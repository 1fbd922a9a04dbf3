//! Modbus PDU data structure
//!
//! Uses a fixed-size stack array to avoid heap allocation on the hot path.

use tracing::debug;

use crate::constants::MAX_PDU_SIZE;
use crate::error::{ModbusError, ModbusResult};

/// PDU with stack-allocated fixed array
#[derive(Debug, Clone)]
pub struct ModbusPdu {
    /// Fixed-size buffer (stack)
    data: [u8; MAX_PDU_SIZE],
    /// Actual data length
    len: usize,
}

impl ModbusPdu {
    /// Create an empty PDU
    #[inline]
    pub fn new() -> Self {
        Self {
            data: [0; MAX_PDU_SIZE],
            len: 0,
        }
    }

    /// Create a PDU from a byte slice
    #[inline]
    pub fn from_slice(data: &[u8]) -> ModbusResult<Self> {
        if data.len() > MAX_PDU_SIZE {
            return Err(ModbusError::protocol(format!(
                "PDU too large: {} bytes (max {})",
                data.len(),
                MAX_PDU_SIZE
            )));
        }

        let mut pdu = Self::new();
        pdu.data[..data.len()].copy_from_slice(data);
        pdu.len = data.len();

        if let Some(fc) = pdu.function_code() {
            if pdu.is_exception() {
                debug!(
                    "PDU parsed: FC={:02X} (exception), code={:02X}",
                    fc,
                    pdu.exception_code().unwrap_or(0)
                );
            } else {
                debug!(
                    "PDU parsed: FC={:02X} ({}), data_len={}",
                    fc,
                    Self::function_code_description(fc),
                    pdu.len - 1
                );
            }
        }

        Ok(pdu)
    }

    /// Push a single byte
    #[inline]
    pub fn push(&mut self, byte: u8) -> ModbusResult<()> {
        if self.len >= MAX_PDU_SIZE {
            return Err(ModbusError::protocol("PDU buffer full"));
        }
        self.data[self.len] = byte;
        self.len += 1;
        Ok(())
    }

    /// Push u16 in big-endian
    #[inline]
    pub fn push_u16(&mut self, value: u16) -> ModbusResult<()> {
        self.push((value >> 8) as u8)?;
        self.push((value & 0xFF) as u8)?;
        Ok(())
    }

    /// Extend with a byte slice
    #[inline]
    pub fn extend(&mut self, data: &[u8]) -> ModbusResult<()> {
        if self.len + data.len() > MAX_PDU_SIZE {
            return Err(ModbusError::protocol(format!(
                "PDU would exceed max size: {} + {} > {}",
                self.len,
                data.len(),
                MAX_PDU_SIZE
            )));
        }
        self.data[self.len..self.len + data.len()].copy_from_slice(data);
        self.len += data.len();
        Ok(())
    }

    /// Get immutable data slice
    #[inline]
    pub fn as_slice(&self) -> &[u8] {
        &self.data[..self.len]
    }

    /// Get current length
    #[inline]
    pub fn len(&self) -> usize {
        self.len
    }

    /// Check if empty
    #[inline]
    pub fn is_empty(&self) -> bool {
        self.len == 0
    }

    /// Clear PDU
    #[inline]
    pub fn clear(&mut self) {
        self.len = 0;
    }

    /// Get function code (first byte)
    #[inline]
    pub fn function_code(&self) -> Option<u8> {
        if self.len > 0 {
            Some(self.data[0])
        } else {
            None
        }
    }

    /// Check if exception response
    #[inline]
    pub fn is_exception(&self) -> bool {
        self.function_code()
            .map(|fc| fc & 0x80 != 0)
            .unwrap_or(false)
    }

    /// Get exception code
    #[inline]
    pub fn exception_code(&self) -> Option<u8> {
        if self.is_exception() && self.len > 1 {
            Some(self.data[1])
        } else {
            None
        }
    }

    /// Read a big-endian u16 at an offset into the function-specific data
    /// (offset 0 is the first byte after the function code)
    #[inline]
    pub fn u16_at(&self, data_offset: usize) -> Option<u16> {
        let idx = 1 + data_offset;
        if idx + 1 < self.len {
            Some(((self.data[idx] as u16) << 8) | self.data[idx + 1] as u16)
        } else {
            None
        }
    }

    /// Get human-readable function code description
    pub fn function_code_description(fc: u8) -> &'static str {
        match fc & 0x7F {
            0x01 => "Read Coils",
            0x02 => "Read Discrete Inputs",
            0x03 => "Read Holding Registers",
            0x04 => "Read Input Registers",
            0x05 => "Write Single Coil",
            0x06 => "Write Single Register",
            0x07 => "Read Exception Status",
            0x0F => "Write Multiple Coils",
            0x10 => "Write Multiple Registers",
            0x11 => "Report Server ID",
            0x16 => "Mask Write Register",
            0x17 => "Write And Read Registers",
            0x2B => "Read Device Identification",
            _ => "Unknown Function",
        }
    }
}

impl Default for ModbusPdu {
    fn default() -> Self {
        Self::new()
    }
}

/// PDU builder - fluent API
pub struct PduBuilder {
    pdu: ModbusPdu,
}

impl Default for PduBuilder {
    fn default() -> Self {
        Self::new()
    }
}

impl PduBuilder {
    /// Create a new builder
    #[inline]
    pub fn new() -> Self {
        Self {
            pdu: ModbusPdu::new(),
        }
    }

    /// Set function code
    #[inline]
    pub fn function_code(mut self, fc: u8) -> ModbusResult<Self> {
        self.pdu.push(fc)?;
        Ok(self)
    }

    /// Add address
    #[inline]
    pub fn address(mut self, addr: u16) -> ModbusResult<Self> {
        self.pdu.push_u16(addr)?;
        Ok(self)
    }

    /// Add quantity
    #[inline]
    pub fn quantity(mut self, qty: u16) -> ModbusResult<Self> {
        self.pdu.push_u16(qty)?;
        Ok(self)
    }

    /// Add a byte
    #[inline]
    pub fn byte(mut self, b: u8) -> ModbusResult<Self> {
        self.pdu.push(b)?;
        Ok(self)
    }

    /// Add data
    #[inline]
    pub fn data(mut self, data: &[u8]) -> ModbusResult<Self> {
        self.pdu.extend(data)?;
        Ok(self)
    }

    /// Build the PDU
    #[inline]
    pub fn build(self) -> ModbusPdu {
        if let Some(fc) = self.pdu.function_code() {
            debug!(
                "PDU built: FC={:02X} ({}), total_len={}",
                fc,
                ModbusPdu::function_code_description(fc),
                self.pdu.len()
            );
        }

        self.pdu
    }

    /// Build a read request PDU for FC01-04
    pub fn build_read_request(fc: u8, start_address: u16, quantity: u16) -> ModbusResult<ModbusPdu> {
        if !matches!(fc, 0x01..=0x04) {
            return Err(ModbusError::invalid_argument(format!(
                "Not a read function code: {:#04X}",
                fc
            )));
        }
        Ok(PduBuilder::new()
            .function_code(fc)?
            .address(start_address)?
            .quantity(quantity)?
            .build())
    }

    /// Build a write single coil PDU (FC05)
    pub fn build_write_single_coil(address: u16, value: bool) -> ModbusResult<ModbusPdu> {
        let coil_value: u16 = if value { 0xFF00 } else { 0x0000 };
        Ok(PduBuilder::new()
            .function_code(0x05)?
            .address(address)?
            .quantity(coil_value)?
            .build())
    }

    /// Build a write single register PDU (FC06)
    pub fn build_write_single_register(address: u16, value: u16) -> ModbusResult<ModbusPdu> {
        Ok(PduBuilder::new()
            .function_code(0x06)?
            .address(address)?
            .quantity(value)?
            .build())
    }

    /// Build a read exception status PDU (FC07)
    pub fn build_read_exception_status() -> ModbusResult<ModbusPdu> {
        Ok(PduBuilder::new().function_code(0x07)?.build())
    }

    /// Build a write multiple coils PDU (FC15)
    pub fn build_write_multiple_coils(address: u16, values: &[bool]) -> ModbusResult<ModbusPdu> {
        let quantity = values.len() as u16;
        let byte_count = values.len().div_ceil(8);

        // Pack bits into bytes, LSB first
        let mut coil_bytes = vec![0u8; byte_count];
        for (i, &value) in values.iter().enumerate() {
            if value {
                coil_bytes[i / 8] |= 1 << (i % 8);
            }
        }

        Ok(PduBuilder::new()
            .function_code(0x0F)?
            .address(address)?
            .quantity(quantity)?
            .byte(byte_count as u8)?
            .data(&coil_bytes)?
            .build())
    }

    /// Build a write multiple registers PDU (FC16)
    pub fn build_write_multiple_registers(address: u16, values: &[u16]) -> ModbusResult<ModbusPdu> {
        let quantity = values.len() as u16;
        let byte_count = (values.len() * 2) as u8;

        let mut builder = PduBuilder::new()
            .function_code(0x10)?
            .address(address)?
            .quantity(quantity)?
            .byte(byte_count)?;

        for &value in values {
            builder = builder.byte((value >> 8) as u8)?.byte((value & 0xFF) as u8)?;
        }

        Ok(builder.build())
    }

    /// Build a report server id PDU (FC17)
    pub fn build_report_server_id() -> ModbusResult<ModbusPdu> {
        Ok(PduBuilder::new().function_code(0x11)?.build())
    }

    /// Build a mask write register PDU (FC22)
    ///
    /// The server computes `(current AND and_mask) OR (or_mask AND NOT and_mask)`.
    pub fn build_mask_write_register(
        address: u16,
        and_mask: u16,
        or_mask: u16,
    ) -> ModbusResult<ModbusPdu> {
        Ok(PduBuilder::new()
            .function_code(0x16)?
            .address(address)?
            .quantity(and_mask)?
            .quantity(or_mask)?
            .build())
    }

    /// Build a write-and-read registers PDU (FC23)
    ///
    /// The write is performed before the read.
    pub fn build_write_and_read_registers(
        read_address: u16,
        read_quantity: u16,
        write_address: u16,
        values: &[u16],
    ) -> ModbusResult<ModbusPdu> {
        let mut builder = PduBuilder::new()
            .function_code(0x17)?
            .address(read_address)?
            .quantity(read_quantity)?
            .address(write_address)?
            .quantity(values.len() as u16)?
            .byte((values.len() * 2) as u8)?;

        for &value in values {
            builder = builder.byte((value >> 8) as u8)?.byte((value & 0xFF) as u8)?;
        }

        Ok(builder.build())
    }

    /// Build a read device identification PDU (FC43/0x0E)
    pub fn build_read_device_id(read_code: u8, object_id: u8) -> ModbusResult<ModbusPdu> {
        Ok(PduBuilder::new()
            .function_code(0x2B)?
            .byte(0x0E)?
            .byte(read_code)?
            .byte(object_id)?
            .build())
    }
}

#[cfg(test)]
mod tests {
    use super::*;

    #[test]
    fn test_pdu_basic_operations() {
        let mut pdu = ModbusPdu::new();
        assert_eq!(pdu.len(), 0);
        assert!(pdu.is_empty());

        pdu.push(0x03).unwrap();
        assert_eq!(pdu.function_code(), Some(0x03));
        assert!(!pdu.is_exception());

        pdu.push_u16(0x0100).unwrap();
        pdu.push_u16(0x000A).unwrap();

        assert_eq!(pdu.len(), 5);
        assert_eq!(pdu.as_slice(), &[0x03, 0x01, 0x00, 0x00, 0x0A]);
        assert_eq!(pdu.u16_at(0), Some(0x0100));
        assert_eq!(pdu.u16_at(2), Some(0x000A));
        assert_eq!(pdu.u16_at(3), None);
    }

    #[test]
    fn test_exception_response() {
        let mut pdu = ModbusPdu::new();
        pdu.push(0x83).unwrap();
        pdu.push(0x02).unwrap();

        assert!(pdu.is_exception());
        assert_eq!(pdu.exception_code(), Some(0x02));
    }

    #[test]
    fn test_build_read_request() {
        let pdu = PduBuilder::build_read_request(0x03, 0x006B, 3).unwrap();

        assert_eq!(pdu.function_code(), Some(0x03));
        assert_eq!(pdu.as_slice(), &[0x03, 0x00, 0x6B, 0x00, 0x03]);
    }

    #[test]
    fn test_build_write_single_coil() {
        let pdu = PduBuilder::build_write_single_coil(0x00AC, true).unwrap();

        assert_eq!(pdu.function_code(), Some(0x05));
        assert_eq!(pdu.as_slice(), &[0x05, 0x00, 0xAC, 0xFF, 0x00]);
    }

    #[test]
    fn test_build_write_multiple_coils() {
        let pdu = PduBuilder::build_write_multiple_coils(0x0100, &[true, false, true]).unwrap();
        assert_eq!(
            pdu.as_slice(),
            &[0x0F, 0x01, 0x00, 0x00, 0x03, 0x01, 0b0000_0101]
        );
    }

    #[test]
    fn test_build_write_multiple_registers() {
        let pdu = PduBuilder::build_write_multiple_registers(0x0001, &[0x000A, 0x0102]).unwrap();

        assert_eq!(pdu.function_code(), Some(0x10));
        assert_eq!(
            pdu.as_slice(),
            &[0x10, 0x00, 0x01, 0x00, 0x02, 0x04, 0x00, 0x0A, 0x01, 0x02]
        );
    }

    #[test]
    fn test_build_mask_write_register() {
        let pdu = PduBuilder::build_mask_write_register(0x0004, 0x00F2, 0x0025).unwrap();
        assert_eq!(
            pdu.as_slice(),
            &[0x16, 0x00, 0x04, 0x00, 0xF2, 0x00, 0x25]
        );
    }

    #[test]
    fn test_build_write_and_read_registers() {
        let pdu =
            PduBuilder::build_write_and_read_registers(0x0003, 6, 0x000E, &[0x00FF, 0x00FF, 0x00FF])
                .unwrap();
        assert_eq!(
            pdu.as_slice(),
            &[
                0x17, 0x00, 0x03, 0x00, 0x06, 0x00, 0x0E, 0x00, 0x03, 0x06, 0x00, 0xFF, 0x00,
                0xFF, 0x00, 0xFF
            ]
        );
    }

    #[test]
    fn test_build_read_device_id() {
        let pdu = PduBuilder::build_read_device_id(0x01, 0x00).unwrap();
        assert_eq!(pdu.as_slice(), &[0x2B, 0x0E, 0x01, 0x00]);
    }
}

________________

• **REQUIREMENT**
Your reply must consist of one number, the count of lines in the entries that hold "stack".

• **SOLVED PROBLEM**
3